When Bruce Wayne rolled up to his Bat Cave, a roadblock dropped automatically, the camouflaged garage door swung open, the lights flickered on and Alfred was already standing by.
It has been 50 years since that vision of Batman in his tricked-out Lincoln Futura appeared on TV. But now automakers, communications companies and technology companies want to turn every car into an interconnected Batmobile.
The car is going to become another node in the internet of things,” said Kamyar Moinzadeh, chief executive of Airbiquity, a Seattle software and engineering company specializing in vehicle tracking and telematics.
There are already plenty of examples of car communications, whether it’s General Motors’ 20-year-old OnStar system or Tesla’s expanding ability to monitor its vehicles remotely and even download entirely new software operating systems.
But cars more fully integrated into the so-called internet of things — everyday devices able both to send and receive data — could become more of a seamless piece of the daily digital fabric of people’s lives.
Even now, Amazon’s voice-activated home assistant, Alexa, can order up an Uber ride or find out how much gas is in a car’s tank while the driver is still in the house.
BMW announced this month that its Connected services would enable Alexa owners to lock the car doors and check car battery levels from the comfort of their sofas.
Ford Motor plans to introduce Alexa integration into vehicles, including the Escape and Fusion, before the end of this year, said James A. Buczkowski, who oversees advanced engineering at Ford.

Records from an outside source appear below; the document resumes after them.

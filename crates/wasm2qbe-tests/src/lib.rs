//! A reference evaluator for wasm2qbe IR.
//!
//! Executes the [`IrFunction`]s that the emitter would lower to QBE, so
//! translation semantics (phis, traps, tail-call loops, saturating
//! conversions, memory) can be checked without a QBE toolchain. Runtime
//! helpers for numerics, linear memory and tables are modelled here;
//! exceptions, GC objects and SIMD are not.
//!
//! Function references are opaque 64-bit addresses of imaginary descriptors,
//! so the IR's null checks and descriptor loads work unchanged.

use std::rc::Rc;
use thiserror::Error;
use wasm2qbe::decoder::{self, ElementItems, Module, ValType};
use wasm2qbe::ir::{
    self, static_init, BinOp, BlockId, DataRef, IrFunction, IrInstr, IrTerminator, IrValue,
    MemoryAccessWidth, SignExtension, StaticInit, UnOp, VarId,
};
use wasm2qbe::{validator, CompileOptions};
use wasm2qbe_abi::{RuntimeFn, TrapKind, FUNCREF_CODE_OFFSET, FUNCREF_TYPE_OFFSET, PAGE_SIZE};

/// Address of the first function descriptor.
const DESCRIPTOR_BASE: u64 = 0x7000_0000_0000;
const DESCRIPTOR_STRIDE: u64 = 16;
/// Base of the opaque addresses handed out for code pointers.
const CODE_BASE: u64 = 0x6000_0000_0000;
/// Base of the opaque addresses handed out for data symbols.
const DATA_BASE: u64 = 0x5000_0000_0000;

const MAX_CALL_DEPTH: usize = 256;
const DEFAULT_FUEL: u64 = 50_000_000;
/// Pages a 32-bit memory can ever have.
const MAX_PAGES_32: u64 = 65536;

/// Why evaluation stopped.
#[derive(Debug, Error)]
pub enum EvalError {
    #[error("trap: {}", .0.message())]
    Trap(TrapKind),
    #[error(transparent)]
    Compile(#[from] wasm2qbe::Error),
    #[error("invalid WebAssembly text: {0}")]
    Text(String),
    #[error("no exported function named {0:?}")]
    NoSuchExport(String),
    #[error("expected {expected} arguments, got {got}")]
    ArgumentCount { expected: usize, got: usize },
    #[error("call stack exhausted")]
    CallStackExhausted,
    #[error("out of fuel")]
    OutOfFuel,
    #[error("unsupported by the evaluator: {0}")]
    Unsupported(String),
    #[error("malformed IR: {0}")]
    Malformed(String),
}

pub type Result<T> = std::result::Result<T, EvalError>;

fn malformed(message: impl Into<String>) -> EvalError {
    EvalError::Malformed(message.into())
}

fn unsupported(message: impl Into<String>) -> EvalError {
    EvalError::Unsupported(message.into())
}

#[derive(Debug, Clone)]
struct Memory {
    bytes: Vec<u8>,
    max_pages: u64,
}

impl Memory {
    fn pages(&self) -> u64 {
        self.bytes.len() as u64 / PAGE_SIZE
    }

    /// The byte range `[addr, addr + len)`, or an out-of-bounds trap.
    fn range(&self, addr: u64, len: u64) -> Result<std::ops::Range<usize>> {
        let end = addr
            .checked_add(len)
            .ok_or(EvalError::Trap(TrapKind::OutOfBounds))?;
        if end > self.bytes.len() as u64 {
            return Err(EvalError::Trap(TrapKind::OutOfBounds));
        }
        Ok(addr as usize..end as usize)
    }
}

#[derive(Debug, Clone)]
struct Table {
    entries: Vec<u64>,
    max: u64,
}

impl Table {
    fn check(&self, start: u64, len: u64) -> Result<std::ops::Range<usize>> {
        let end = start
            .checked_add(len)
            .ok_or(EvalError::Trap(TrapKind::OutOfBounds))?;
        if end > self.entries.len() as u64 {
            return Err(EvalError::Trap(TrapKind::OutOfBounds));
        }
        Ok(start as usize..end as usize)
    }
}

/// A compiled module plus the state the runtime would hold for it.
pub struct Instance {
    module: Rc<Module>,
    functions: Rc<Vec<IrFunction>>,
    globals: Vec<IrValue>,
    memories: Vec<Memory>,
    tables: Vec<Table>,
    dropped_data: Vec<bool>,
    dropped_elems: Vec<bool>,
    depth: usize,
    fuel: u64,
}
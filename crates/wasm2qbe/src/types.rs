//! Type mapping from WebAssembly types to QBE representations.
//!
//! | Wasm            | QBE                                          |
//! |-----------------|----------------------------------------------|
//! | `i32`           | `w`                                          |
//! | `i64`           | `l`                                          |
//! | `f32`           | `s`                                          |
//! | `f64`           | `d`                                          |
//! | `v128`          | `l` pointer to 16-byte aligned storage       |
//! | references      | `l` handle (0 is null, odd values are i31)   |

use crate::decoder::{FieldType, FuncType, StorageType, ValType};
use crate::ir::{MemoryAccessWidth, SignExtension};
use wasm2qbe_abi::{Class, ARRAY_HEADER_SIZE, FIELD_SIZE, FIELD_SIZE_V128, V128_SIZE};

/// Register class holding a value of `ty`.
pub fn class_of(ty: ValType) -> Class {
    match ty {
        ValType::I32 => Class::W,
        ValType::I64 => Class::L,
        ValType::F32 => Class::S,
        ValType::F64 => Class::D,
        ValType::V128 | ValType::Ref(_) => Class::L,
    }
}

/// Bytes occupied by a value of `ty` in memory (locals, globals, payloads).
pub fn slot_size(ty: ValType) -> u32 {
    match ty {
        ValType::I32 | ValType::F32 => 4,
        ValType::I64 | ValType::F64 | ValType::Ref(_) => 8,
        ValType::V128 => V128_SIZE,
    }
}

/// The `alloc` instruction reserving a slot for `ty`.
pub fn alloc_op(ty: ValType) -> &'static str {
    match slot_size(ty) {
        4 => "alloc4",
        8 => "alloc8",
        _ => "alloc16",
    }
}

/// QBE load instruction for an access of `ty` with the given width.
pub fn load_op(ty: ValType, width: MemoryAccessWidth, sign: Option<SignExtension>) -> &'static str {
    let signed = sign != Some(SignExtension::Unsigned);
    match (width, signed) {
        (MemoryAccessWidth::I8, true) => "loadsb",
        (MemoryAccessWidth::I8, false) => "loadub",
        (MemoryAccessWidth::I16, true) => "loadsh",
        (MemoryAccessWidth::I16, false) => "loaduh",
        (MemoryAccessWidth::I32, true) => "loadsw",
        (MemoryAccessWidth::I32, false) => "loaduw",
        (MemoryAccessWidth::Full, _) => match class_of(ty) {
            Class::W => "loadw",
            Class::L => "loadl",
            Class::S => "loads",
            Class::D => "loadd",
        },
    }
}

/// QBE store instruction for an access of `ty` with the given width.
pub fn store_op(ty: ValType, width: MemoryAccessWidth) -> &'static str {
    match width {
        MemoryAccessWidth::I8 => "storeb",
        MemoryAccessWidth::I16 => "storeh",
        MemoryAccessWidth::I32 => "storew",
        MemoryAccessWidth::Full => match class_of(ty) {
            Class::W => "storew",
            Class::L => "storel",
            Class::S => "stores",
            Class::D => "stored",
        },
    }
}

/// Where a function result travels at the ABI level.
#[derive(Debug, Clone, Copy, PartialEq, Eq)]
pub enum ResultLoc {
    /// Returned in the return register.
    Register,
    /// Written through the n-th out-pointer appended after the parameters.
    OutPointer(usize),
}

/// A function signature lowered to QBE classes.
#[derive(Debug, Clone, PartialEq, Eq)]
pub struct AbiSignature {
    pub params: Vec<Class>,
    pub ret: Option<Class>,
    /// One entry per Wasm result, in result order.
    pub results: Vec<ResultLoc>,
    /// Number of out-pointer parameters following `params`.
    pub out_pointers: usize,
}

/// Lower a Wasm signature: result 0 is returned in a register unless it is
/// `v128`; every other result goes through an `l` out-pointer.
pub fn lower_signature(ft: &FuncType) -> AbiSignature {
    let params = ft.params.iter().map(|t| class_of(*t)).collect();
    let mut ret = None;
    let mut results = Vec::with_capacity(ft.results.len());
    let mut out_pointers = 0;
    for (i, ty) in ft.results.iter().enumerate() {
        if i == 0 && *ty != ValType::V128 {
            ret = Some(class_of(*ty));
            results.push(ResultLoc::Register);
        } else {
            results.push(ResultLoc::OutPointer(out_pointers));
            out_pointers += 1;
        }
    }
    AbiSignature {
        params,
        ret,
        results,
        out_pointers,
    }
}

/// Access width and extension for a GC field of `storage` type.
pub fn storage_access(storage: StorageType, signed: bool) -> (ValType, MemoryAccessWidth, Option<SignExtension>) {
    let sign = Some(if signed {
        SignExtension::Signed
    } else {
        SignExtension::Unsigned
    });
    match storage {
        StorageType::I8 => (ValType::I32, MemoryAccessWidth::I8, sign),
        StorageType::I16 => (ValType::I32, MemoryAccessWidth::I16, sign),
        StorageType::Val(ty) => (ty, MemoryAccessWidth::Full, None),
    }
}

/// Size of one GC struct field or array element slot.
pub fn field_slot_size(storage: StorageType) -> u32 {
    if storage == StorageType::Val(ValType::V128) {
        FIELD_SIZE_V128
    } else {
        FIELD_SIZE
    }
}

/// Byte offset of every field and the total size in 8-byte slots.
pub fn struct_layout(fields: &[FieldType]) -> (Vec<u32>, u32) {
    let mut offsets = Vec::with_capacity(fields.len());
    let mut offset = 0;
    for f in fields {
        offsets.push(offset);
        offset += field_slot_size(f.storage);
    }
    (offsets, offset / FIELD_SIZE)
}

/// Byte offset of the first array element.
pub fn array_elements_offset() -> u32 {
    ARRAY_HEADER_SIZE
}

#[cfg(test)]
mod tests {
    use super::*;
    use crate::decoder::RefType;

    #[test]
    fn test_class_mapping() {
        assert_eq!(class_of(ValType::I32), Class::W);
        assert_eq!(class_of(ValType::F64), Class::D);
        assert_eq!(class_of(ValType::V128), Class::L);
        assert_eq!(class_of(ValType::Ref(RefType::EXTERNREF)), Class::L);
    }

    #[test]
    fn test_load_store_ops() {
        assert_eq!(load_op(ValType::I32, MemoryAccessWidth::Full, None), "loadw");
        assert_eq!(
            load_op(ValType::I64, MemoryAccessWidth::I32, Some(SignExtension::Unsigned)),
            "loaduw"
        );
        assert_eq!(
            load_op(ValType::I32, MemoryAccessWidth::I8, Some(SignExtension::Signed)),
            "loadsb"
        );
        assert_eq!(store_op(ValType::F32, MemoryAccessWidth::Full), "stores");
        assert_eq!(store_op(ValType::I64, MemoryAccessWidth::I16), "storeh");
    }

    #[test]
    fn test_slot_sizes() {
        assert_eq!(slot_size(ValType::F32), 4);
        assert_eq!(slot_size(ValType::FUNCREF), 8);
        assert_eq!(alloc_op(ValType::V128), "alloc16");
        assert_eq!(alloc_op(ValType::I32), "alloc4");
    }

    #[test]
    fn test_signature_lowering() {
        let ft = FuncType::new(
            vec![ValType::I32, ValType::F64],
            vec![ValType::I64, ValType::F32, ValType::I32],
        );
        let sig = lower_signature(&ft);
        assert_eq!(sig.params, vec![Class::W, Class::D]);
        assert_eq!(sig.ret, Some(Class::L));
        assert_eq!(
            sig.results,
            vec![
                ResultLoc::Register,
                ResultLoc::OutPointer(0),
                ResultLoc::OutPointer(1)
            ]
        );
        assert_eq!(sig.out_pointers, 2);
    }

    #[test]
    fn test_v128_result_goes_through_pointer() {
        let sig = lower_signature(&FuncType::new(vec![], vec![ValType::V128]));
        assert_eq!(sig.ret, None);
        assert_eq!(sig.results, vec![ResultLoc::OutPointer(0)]);
    }

    #[test]
    fn test_struct_layout() {
        let f = |storage| FieldType {
            storage,
            mutable: true,
        };
        let (offsets, slots) = struct_layout(&[
            f(StorageType::I8),
            f(StorageType::Val(ValType::V128)),
            f(StorageType::Val(ValType::F64)),
        ]);
        assert_eq!(offsets, vec![0, 8, 24]);
        assert_eq!(slots, 4);
    }
}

“Your spouse could add things to the shopping list, which your car would alert you to,” Mr. Buczkowski said. The updated list could then automatically tip off the car’s navigation system about where to pick up the last-minute items.
The first generation of connected systems like G.M.’s OnStar were focused on helping drivers when they were lost or their cars broke down, and the second generation has been about connecting the dashboard to smartphones for streaming live traffic information or audio services like Pandora, said Mr. Moinzadeh at Airbiquity.
The next generation, he said, will focus on managing our entire digital lives, aided by semiautonomous systems that assume more responsibility for actual driving tasks.
Once we get to the world of autonomous driving, these cars are not going to be about horsepower but about the in-vehicle experience and how it’s connected to your lifestyle,” Mr. Moinzadeh said. “The car will talk to all your connected things, whether it’s your refrigerator or your home security system.”
Mercedes-Benz is among the automakers intent on integrating cars more fully into the mobile communications network, without waiting to peg it to autonomous driving.
“The car is developing into a quality-time machine,” Dieter Zetsche, chief executive of Daimler, the parent of Mercedes-Benz, said last month at the IFA consumer electronics show in Berlin.
Next year, Mr. Zetsche said, the company’s In Car Office services will automatically connect drivers to scheduled conference calls and navigate to appointments based on calendar entries.